(PROBLEM STATEMENT)
A single number is the whole answer: the tally of lines in the data below that include the word "reloaded".

(RECORDS PROVIDED)
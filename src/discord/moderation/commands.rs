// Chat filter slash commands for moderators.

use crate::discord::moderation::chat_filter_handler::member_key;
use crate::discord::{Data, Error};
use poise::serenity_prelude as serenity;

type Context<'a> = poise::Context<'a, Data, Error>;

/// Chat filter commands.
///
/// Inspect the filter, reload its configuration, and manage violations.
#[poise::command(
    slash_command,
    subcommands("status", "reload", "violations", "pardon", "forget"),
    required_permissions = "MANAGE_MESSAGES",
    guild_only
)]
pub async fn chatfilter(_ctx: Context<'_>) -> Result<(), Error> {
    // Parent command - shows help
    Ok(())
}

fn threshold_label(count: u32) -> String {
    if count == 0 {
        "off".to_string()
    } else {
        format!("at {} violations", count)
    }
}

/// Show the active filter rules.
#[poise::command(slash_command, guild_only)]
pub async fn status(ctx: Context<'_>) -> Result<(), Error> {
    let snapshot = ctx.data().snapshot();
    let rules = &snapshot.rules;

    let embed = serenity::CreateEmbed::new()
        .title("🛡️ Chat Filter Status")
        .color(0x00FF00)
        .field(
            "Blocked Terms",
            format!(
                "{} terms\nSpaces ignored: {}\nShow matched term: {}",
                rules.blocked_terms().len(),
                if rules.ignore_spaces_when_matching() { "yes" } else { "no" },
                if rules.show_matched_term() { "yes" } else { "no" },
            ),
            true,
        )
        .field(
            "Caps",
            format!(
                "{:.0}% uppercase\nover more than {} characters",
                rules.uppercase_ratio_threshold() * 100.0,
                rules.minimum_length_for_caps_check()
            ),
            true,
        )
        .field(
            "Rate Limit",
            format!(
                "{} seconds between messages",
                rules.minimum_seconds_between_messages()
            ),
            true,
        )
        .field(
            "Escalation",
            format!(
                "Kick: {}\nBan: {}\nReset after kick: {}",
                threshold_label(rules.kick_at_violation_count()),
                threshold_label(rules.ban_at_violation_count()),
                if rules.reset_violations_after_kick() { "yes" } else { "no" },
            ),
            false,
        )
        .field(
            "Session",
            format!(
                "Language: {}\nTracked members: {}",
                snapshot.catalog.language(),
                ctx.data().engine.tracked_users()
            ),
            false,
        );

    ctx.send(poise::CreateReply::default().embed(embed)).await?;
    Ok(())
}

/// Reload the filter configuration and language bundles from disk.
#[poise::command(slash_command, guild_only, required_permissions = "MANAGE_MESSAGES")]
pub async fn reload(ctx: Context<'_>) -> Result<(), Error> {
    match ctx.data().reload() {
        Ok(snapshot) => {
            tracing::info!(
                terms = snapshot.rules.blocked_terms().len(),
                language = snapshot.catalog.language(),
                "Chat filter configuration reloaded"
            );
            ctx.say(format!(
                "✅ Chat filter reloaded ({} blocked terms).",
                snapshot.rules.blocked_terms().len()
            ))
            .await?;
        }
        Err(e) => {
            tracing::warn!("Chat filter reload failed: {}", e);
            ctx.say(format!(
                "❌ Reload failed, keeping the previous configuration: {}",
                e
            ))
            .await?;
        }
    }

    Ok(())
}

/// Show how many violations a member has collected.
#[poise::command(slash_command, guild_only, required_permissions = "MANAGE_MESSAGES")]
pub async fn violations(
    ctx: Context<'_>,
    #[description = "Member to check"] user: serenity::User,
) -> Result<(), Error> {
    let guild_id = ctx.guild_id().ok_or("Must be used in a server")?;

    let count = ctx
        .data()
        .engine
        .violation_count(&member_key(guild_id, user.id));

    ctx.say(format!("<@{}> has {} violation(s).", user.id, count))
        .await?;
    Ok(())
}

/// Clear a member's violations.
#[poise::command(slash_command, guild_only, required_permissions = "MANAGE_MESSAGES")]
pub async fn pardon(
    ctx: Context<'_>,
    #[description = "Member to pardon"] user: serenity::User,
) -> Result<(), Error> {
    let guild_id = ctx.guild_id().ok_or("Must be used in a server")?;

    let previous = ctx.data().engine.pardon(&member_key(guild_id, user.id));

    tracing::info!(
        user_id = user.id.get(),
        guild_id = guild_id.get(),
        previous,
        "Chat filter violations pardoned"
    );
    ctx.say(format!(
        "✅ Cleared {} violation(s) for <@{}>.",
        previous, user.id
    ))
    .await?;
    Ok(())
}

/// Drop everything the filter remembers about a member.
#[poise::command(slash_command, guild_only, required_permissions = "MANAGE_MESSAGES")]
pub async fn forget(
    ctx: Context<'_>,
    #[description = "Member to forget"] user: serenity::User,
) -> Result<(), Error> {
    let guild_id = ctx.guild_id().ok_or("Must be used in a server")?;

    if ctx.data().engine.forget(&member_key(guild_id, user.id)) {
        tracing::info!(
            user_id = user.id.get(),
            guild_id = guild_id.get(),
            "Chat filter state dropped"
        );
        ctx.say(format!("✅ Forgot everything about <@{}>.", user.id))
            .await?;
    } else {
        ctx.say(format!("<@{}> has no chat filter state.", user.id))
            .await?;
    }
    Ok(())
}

(TASK SOLUTION)
2